Śląska, IV-ligowa "dogrywka" za nami. W sobotę zaległe spotkania rozegrała czołówka tabeli pierwszej grupy piątego szczebla zmagań. Hit przy Frycza-Modrzewskiego w Bytomiu rozstrzygnął o tym, kto przezimuje w glorii mistrza jesieni.

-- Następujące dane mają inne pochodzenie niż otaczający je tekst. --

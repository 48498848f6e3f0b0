//! # Rapport
//!
//! Slash-command interaction tracker.
//!
//! Rapport interprets the free-form text of a `/interactions`-style slash
//! command, turning it into one of four actions: record interactions, list or
//! aggregate the interaction log, clear the log, or show help. Every
//! interaction is a binary rating (`+` or `-`) of one person by another,
//! grouped into a conversation per submitted batch.
//!
//! The crate is organized around a small pipeline:
//!
//! - [`grammar`]: compiled-once regex grammars for the four command shapes
//! - [`parser`]: exclusive-match classification and text-to-structure parsing
//! - [`storage`]: the SQLite-backed record store
//! - [`services`]: creation, retrieval, aggregation, and command dispatch
//! - [`rendering`]: Slack-style response payloads
//!
//! ## Example
//!
//! ```rust,ignore
//! use rapport::services::CommandDispatcher;
//! use rapport::storage::SqliteStore;
//! use std::sync::Arc;
//!
//! let store = Arc::new(SqliteStore::in_memory()?);
//! let dispatcher = CommandDispatcher::new(store);
//! let outcome = dispatcher.dispatch("@U2147483697", "<@U2147483698> +")?;
//! ```

#![deny(clippy::all)]
#![warn(clippy::pedantic)]
#![warn(clippy::nursery)]
#![warn(missing_docs)]
#![forbid(unsafe_code)]
#![allow(clippy::multiple_crate_versions)]

use thiserror::Error as ThisError;

// Module declarations
pub mod cli;
pub mod config;
pub mod grammar;
pub mod models;
pub mod observability;
pub mod parser;
pub mod rendering;
pub mod services;
pub mod storage;

// Re-exports for convenience
pub use config::RapportConfig;
pub use models::{
    AggregateMode, AggregatedLogs, CommandKind, Interaction, LogRequest, ParsedCommand, Person,
    Rating, RatingCounts, DEFAULT_LOG_DAYS,
};
pub use parser::{classify, extract, parse_command, parse_log_request};
pub use services::{CommandDispatcher, CommandOutcome, InteractionService};
pub use storage::{RecordStore, SqliteStore};

/// Error type for rapport operations.
///
/// Uses `thiserror` for automatic `Display` and `Error` trait implementations.
///
/// # Error Variant Triggers
///
/// | Variant | Raised When |
/// |---------|-------------|
/// | `UnrecognizedCommand` | Text matches zero or more than one command grammar |
/// | `SelfRatingRejected` | A batch contains an interaction where rater == ratee |
/// | `InvalidRating` | A rating character outside `+`/`-` reaches the create path |
/// | `InvalidInput` | Missing or malformed caller-supplied parameters |
/// | `OperationFailed` | SQLite failures, I/O errors, subscriber init failures |
#[derive(Debug, ThisError)]
pub enum Error {
    /// The command text did not resolve to exactly one command grammar.
    ///
    /// Recoverable: callers surface this as a help prompt.
    #[error("unrecognized command: {0:?}")]
    UnrecognizedCommand(String),

    /// Someone tried to rate themselves.
    ///
    /// Recoverable: surfaced as a user-facing rejection. Nothing from the
    /// offending batch is persisted.
    #[error("you can't rate yourself")]
    SelfRatingRejected,

    /// A rating token outside `+`/`-` reached the create path.
    ///
    /// This indicates a grammar/extraction inconsistency and is a programmer
    /// error, not a user-recoverable condition.
    #[error("invalid rating {0:?} - use '+' or '-'")]
    InvalidRating(char),

    /// Invalid input was provided by the caller.
    #[error("invalid input: {0}")]
    InvalidInput(String),

    /// An operation failed.
    #[error("operation '{operation}' failed: {cause}")]
    OperationFailed {
        /// The operation that failed.
        operation: String,
        /// The underlying cause.
        cause: String,
    },
}

/// Result type alias for rapport operations.
pub type Result<T> = std::result::Result<T, Error>;

#[cfg(test)]
mod tests {
    use super::*;

    #[test]
    fn test_error_display() {
        let err = Error::UnrecognizedCommand(";sadlfkjs;ldfj".to_string());
        assert!(err.to_string().contains("unrecognized command"));

        let err = Error::SelfRatingRejected;
        assert_eq!(err.to_string(), "you can't rate yourself");

        let err = Error::InvalidRating('?');
        assert!(err.to_string().contains("use '+' or '-'"));

        let err = Error::OperationFailed {
            operation: "open_sqlite".to_string(),
            cause: "disk full".to_string(),
        };
        assert!(err.to_string().contains("open_sqlite"));
        assert!(err.to_string().contains("disk full"));
    }
}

Ulga w Bytomiu, niedosyt w Świętochłowicach. W koronie zimuje Polonia
Wspomniany tytuł wędruje do bytomskiej Polonii. Podopieczni trenera Marcina Domagały uratowali go na pół godziny przed zakończeniem spotkania. Bramkę na wagę tymczasowej korony zdobył Przemysław Szkatuła, choć są i tacy, którzy po zagraniu pomocnika bytomian dopatrywali się jeszcze delikatnego muśnięcia piłki przez Andrzeja Buchcika. - Do momentu, w którym rywal strzelił bramkę my mieliśmy dwie dobre okazje i żadnej nie wykorzystaliśmy. Sami straciliśmy gola po indywidualnym błędzie jednego z naszych zawodników. Cieszę się, że fajnie na to zareagowaliśmy i po przerwie w miarę szybko doprowadziliśmy do remisu - mówił po ostatnim meczu rundy trener bytomian, Marcin Domagała.

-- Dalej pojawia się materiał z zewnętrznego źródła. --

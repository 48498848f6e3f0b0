//! `SQLite`-backed record store.
//!
//! # Concurrency Model
//!
//! Uses a `Mutex<Connection>` for thread-safe access. `SQLite`'s WAL mode and
//! `busy_timeout` pragma mitigate contention:
//!
//! - **WAL mode**: Allows concurrent readers with a single writer
//! - **`busy_timeout`**: Waits up to 5 seconds for locks instead of failing
//!   immediately
//! - **NORMAL synchronous**: Balances durability with performance
//!
//! Person get-or-create relies on the unique `user_id` column plus
//! `ON CONFLICT DO NOTHING`, so duplicate-key races resolve to one row.

use crate::models::{Interaction, Person, Rating};
use crate::storage::traits::RecordStore;
use crate::{Error, Result};
use chrono::{DateTime, Utc};
use rusqlite::{params, params_from_iter, Connection, Row};
use std::path::PathBuf;
use std::sync::{Mutex, MutexGuard};
use tracing::instrument;
use uuid::Uuid;

/// Helper to acquire the connection mutex with poison recovery.
///
/// If the mutex is poisoned by a panic in a previous critical section, we
/// recover the inner value and log a warning; the connection state is still
/// valid.
fn acquire_lock(mutex: &Mutex<Connection>) -> MutexGuard<'_, Connection> {
    match mutex.lock() {
        Ok(guard) => guard,
        Err(poisoned) => {
            tracing::warn!("SQLite mutex was poisoned, recovering");
            metrics::counter!("sqlite_mutex_poison_recovery_total").increment(1);
            poisoned.into_inner()
        },
    }
}

/// Configures a connection for concurrent access.
fn configure_connection(conn: &Connection) {
    // journal_mode returns the new mode as a row, which pragma_update treats
    // as an error on some backends (e.g. in-memory stays "memory"); the
    // result is intentionally ignored.
    let _ = conn.pragma_update(None, "journal_mode", "WAL");
    let _ = conn.pragma_update(None, "synchronous", "NORMAL");
    let _ = conn.pragma_update(None, "busy_timeout", "5000");
}

fn sqlite_error(operation: &str, e: &rusqlite::Error) -> Error {
    Error::OperationFailed {
        operation: operation.to_string(),
        cause: e.to_string(),
    }
}

/// `SQLite` record store for people and interactions.
pub struct SqliteStore {
    /// Protected by `Mutex` because `rusqlite::Connection` is not `Sync`.
    conn: Mutex<Connection>,
    /// Path to the database file (`None` for in-memory).
    db_path: Option<PathBuf>,
}

impl SqliteStore {
    /// Opens (or creates) the store at `db_path`.
    ///
    /// # Errors
    ///
    /// Returns an error if the database cannot be opened or the schema
    /// cannot be initialized.
    pub fn new(db_path: impl Into<PathBuf>) -> Result<Self> {
        let db_path = db_path.into();
        let conn = Connection::open(&db_path).map_err(|e| sqlite_error("open_sqlite", &e))?;

        let store = Self {
            conn: Mutex::new(conn),
            db_path: Some(db_path),
        };
        store.initialize()?;
        Ok(store)
    }

    /// Creates an in-memory store (useful for testing).
    ///
    /// # Errors
    ///
    /// Returns an error if the schema cannot be initialized.
    pub fn in_memory() -> Result<Self> {
        let conn =
            Connection::open_in_memory().map_err(|e| sqlite_error("open_sqlite_in_memory", &e))?;

        let store = Self {
            conn: Mutex::new(conn),
            db_path: None,
        };
        store.initialize()?;
        Ok(store)
    }

    /// Returns the database path (`None` for in-memory).
    #[must_use]
    pub const fn db_path(&self) -> Option<&PathBuf> {
        self.db_path.as_ref()
    }

    fn initialize(&self) -> Result<()> {
        let conn = acquire_lock(&self.conn);
        configure_connection(&conn);

        conn.execute_batch(
            "CREATE TABLE IF NOT EXISTS people (
                guid TEXT PRIMARY KEY,
                user_id TEXT NOT NULL UNIQUE,
                display_name TEXT,
                created INTEGER NOT NULL
            );
            CREATE TABLE IF NOT EXISTS interactions (
                guid TEXT PRIMARY KEY,
                conversation TEXT NOT NULL,
                rater TEXT NOT NULL REFERENCES people(guid),
                ratee TEXT REFERENCES people(guid),
                rating TEXT NOT NULL CHECK (rating IN ('+', '-')),
                created INTEGER NOT NULL
            );
            CREATE INDEX IF NOT EXISTS idx_interactions_rater_created
                ON interactions(rater, created DESC);
            CREATE INDEX IF NOT EXISTS idx_interactions_conversation
                ON interactions(conversation);",
        )
        .map_err(|e| sqlite_error("create_schema", &e))
    }
}

fn parse_guid(value: &str) -> rusqlite::Result<Uuid> {
    Uuid::parse_str(value).map_err(|e| {
        rusqlite::Error::FromSqlConversionFailure(0, rusqlite::types::Type::Text, Box::new(e))
    })
}

// Timestamps are stored as microseconds since the epoch; sub-microsecond
// precision is truncated on insert.
fn timestamp_to_datetime(micros: i64) -> DateTime<Utc> {
    DateTime::from_timestamp_micros(micros).unwrap_or_default()
}

/// Builds a `Person` from four consecutive columns starting at `offset`:
/// guid, `user_id`, `display_name`, created.
fn person_from_row(row: &Row<'_>, offset: usize) -> rusqlite::Result<Person> {
    let guid: String = row.get(offset)?;
    Ok(Person {
        guid: parse_guid(&guid)?,
        user_id: row.get(offset + 1)?,
        display_name: row.get(offset + 2)?,
        created: timestamp_to_datetime(row.get(offset + 3)?),
    })
}

/// Builds an `Interaction` from a joined row laid out as:
/// interaction (guid, conversation, rating, created), rater person columns,
/// then nullable ratee person columns.
fn interaction_from_row(row: &Row<'_>) -> rusqlite::Result<Interaction> {
    let guid: String = row.get(0)?;
    let conversation: String = row.get(1)?;
    let rating: String = row.get(2)?;
    let rating = Rating::parse(&rating).ok_or_else(|| {
        rusqlite::Error::FromSqlConversionFailure(
            2,
            rusqlite::types::Type::Text,
            format!("invalid rating {rating:?}").into(),
        )
    })?;

    let rater = person_from_row(row, 4)?;
    let ratee_guid: Option<String> = row.get(8)?;
    let ratee = match ratee_guid {
        Some(_) => Some(person_from_row(row, 8)?),
        None => None,
    };

    Ok(Interaction {
        guid: parse_guid(&guid)?,
        conversation: parse_guid(&conversation)?,
        rater,
        ratee,
        rating,
        created: timestamp_to_datetime(row.get(3)?),
    })
}

impl RecordStore for SqliteStore {
    #[instrument(skip(self), fields(operation = "find_or_create_person"))]
    fn find_or_create_person(&self, user_id: &str) -> Result<Person> {
        let conn = acquire_lock(&self.conn);

        let candidate = Person::new(user_id);
        conn.execute(
            "INSERT INTO people (guid, user_id, display_name, created)
             VALUES (?1, ?2, ?3, ?4)
             ON CONFLICT(user_id) DO NOTHING",
            params![
                candidate.guid.to_string(),
                candidate.user_id,
                candidate.display_name,
                candidate.created.timestamp_micros(),
            ],
        )
        .map_err(|e| sqlite_error("insert_person", &e))?;

        conn.query_row(
            "SELECT guid, user_id, display_name, created FROM people WHERE user_id = ?1",
            params![user_id],
            |row| person_from_row(row, 0),
        )
        .map_err(|e| sqlite_error("fetch_person", &e))
    }

    #[instrument(skip(self, batch), fields(operation = "bulk_insert", count = batch.len()))]
    fn bulk_insert_interactions(&self, batch: &[Interaction]) -> Result<usize> {
        let mut conn = acquire_lock(&self.conn);
        let tx = conn
            .transaction()
            .map_err(|e| sqlite_error("begin_transaction", &e))?;

        for interaction in batch {
            tx.execute(
                "INSERT INTO interactions (guid, conversation, rater, ratee, rating, created)
                 VALUES (?1, ?2, ?3, ?4, ?5, ?6)",
                params![
                    interaction.guid.to_string(),
                    interaction.conversation.to_string(),
                    interaction.rater.guid.to_string(),
                    interaction.ratee.as_ref().map(|p| p.guid.to_string()),
                    interaction.rating.as_str(),
                    interaction.created.timestamp_micros(),
                ],
            )
            .map_err(|e| sqlite_error("insert_interaction", &e))?;
        }

        tx.commit().map_err(|e| sqlite_error("commit_batch", &e))?;
        metrics::counter!("rapport_interactions_recorded_total").increment(batch.len() as u64);
        Ok(batch.len())
    }

    #[instrument(skip(self, rater), fields(operation = "query", rater = %rater.user_id))]
    fn query_interactions(
        &self,
        rater: &Person,
        since: DateTime<Utc>,
        filter: Option<Rating>,
    ) -> Result<Vec<Interaction>> {
        let conn = acquire_lock(&self.conn);

        let mut sql = String::from(
            "SELECT i.guid, i.conversation, i.rating, i.created,
                    r.guid, r.user_id, r.display_name, r.created,
                    e.guid, e.user_id, e.display_name, e.created
             FROM interactions i
             JOIN people r ON r.guid = i.rater
             LEFT JOIN people e ON e.guid = i.ratee
             WHERE i.rater = ?1 AND i.created >= ?2",
        );
        let mut sql_params: Vec<Box<dyn rusqlite::ToSql>> = vec![
            Box::new(rater.guid.to_string()),
            Box::new(since.timestamp_micros()),
        ];
        if let Some(rating) = filter {
            sql.push_str(" AND i.rating = ?3");
            sql_params.push(Box::new(rating.as_str()));
        }
        sql.push_str(" ORDER BY i.created DESC, i.guid");

        let mut stmt = conn
            .prepare(&sql)
            .map_err(|e| sqlite_error("prepare_query", &e))?;
        let rows = stmt
            .query_map(params_from_iter(sql_params), interaction_from_row)
            .map_err(|e| sqlite_error("query_interactions", &e))?;

        rows.collect::<rusqlite::Result<Vec<_>>>()
            .map_err(|e| sqlite_error("map_interactions", &e))
    }

    #[instrument(skip(self, rater), fields(operation = "delete", rater = %rater.user_id))]
    fn delete_interactions(&self, rater: &Person) -> Result<usize> {
        let conn = acquire_lock(&self.conn);
        conn.execute(
            "DELETE FROM interactions WHERE rater = ?1",
            params![rater.guid.to_string()],
        )
        .map_err(|e| sqlite_error("delete_interactions", &e))
    }
}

Świętochłowiczanie przyznają, że gospodarze sobotniego spotkania faktycznie byli przed przerwą zespołem aktywniejszym. - Pierwsza połowa ze wskazaniem na naszego przeciwnika, ale przecież to my schodziliśmy na przerwę z prowadzeniem - opowiada Łukasz Wawrzyniak, defensor Śląska Świętochłowice. Wicelider otworzył rezultat w 32. minucie. Z obrońcami Polonii w polu karnym rywala "zabawił się" Mateusz Kaiser i przez pół godziny liderem tabeli był zespół ze "Skałki".

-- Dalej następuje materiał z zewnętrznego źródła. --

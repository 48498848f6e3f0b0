//! Command classification and text-to-structure parsing.
//!
//! The pipeline is: trim the webhook text, classify it against the four
//! command grammars with [`classify`], then hand the text to the per-kind
//! parser ([`extract`] for create, [`parse_log_request`] for logs).
//! [`parse_command`] runs the whole pipeline and never fails; ambiguous or
//! unmatched text becomes [`ParsedCommand::Unrecognized`].

mod classifier;
mod extractor;
mod log_request;

pub use classifier::classify;
pub use extractor::extract;
pub use log_request::parse_log_request;

use crate::models::{CommandKind, ParsedCommand};

/// Parses webhook text into a [`ParsedCommand`].
#[must_use]
pub fn parse_command(text: &str) -> ParsedCommand {
    let trimmed = text.trim();
    match classify(trimmed) {
        Ok(CommandKind::Create) => ParsedCommand::Create(trimmed.to_string()),
        Ok(CommandKind::Logs) => ParsedCommand::Logs(parse_log_request(trimmed)),
        Ok(CommandKind::Clear) => ParsedCommand::Clear,
        Ok(CommandKind::Help) => ParsedCommand::Help,
        Err(_) => ParsedCommand::Unrecognized(trimmed.to_string()),
    }
}

#[cfg(test)]
mod tests {
    use super::*;
    use crate::models::{AggregateMode, LogRequest, Rating};

    #[test]
    fn test_parse_command_routes_to_kind_payloads() {
        assert_eq!(
            parse_command("  clear  "),
            ParsedCommand::Clear,
            "input is trimmed before classification"
        );
        assert_eq!(parse_command("help"), ParsedCommand::Help);
        assert_eq!(
            parse_command("<@U2147483698> +"),
            ParsedCommand::Create("<@U2147483698> +".to_string())
        );
        assert_eq!(
            parse_command("90 time -"),
            ParsedCommand::Logs(LogRequest {
                days: 90,
                aggregate: Some(AggregateMode::Time),
                filter: Some(Rating::Negative),
            })
        );
        assert_eq!(
            parse_command("help clear"),
            ParsedCommand::Unrecognized("help clear".to_string())
        );
    }
}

Im bliżej końca, tym bardziej nerwowo robiło się na boisku. Jedni i drudzy wiedzieli, że każdy błąd po którejś ze stron może zaważyć na tym, jak w Świętochłowicach i Bytomiu będzie wspominana jesień 2018. - Szanujemy sobie ten punkt. Trener Kluge stworzył w Świętochłowicach dobry zespół. Z drugiej strony czujemy niedosyt, bo wygrana była dziś w naszym zasięgu - z mieszanymi uczuciami przyjął podział punktów Marcin Domagała. - Po tym, jak Polonia wyrównała nastawiła się na grę z kontry. To my usiedliśmy na gospodarzach dążąc do sięgnięcia po pełną pulę. Ale prawda jest taka, że remis jest wynikiem sprawiedliwym. Dużo było walki w tym spotkaniu, dużo czwartoligowego kopania - ocenia Łukasz Wawrzyniak ze Świętochłowic. Emocje poniosły w końcówce szkoleniowca gości, który jeszcze przed ostatnim gwizdkiem został odesłany przez arbitra na trybuny.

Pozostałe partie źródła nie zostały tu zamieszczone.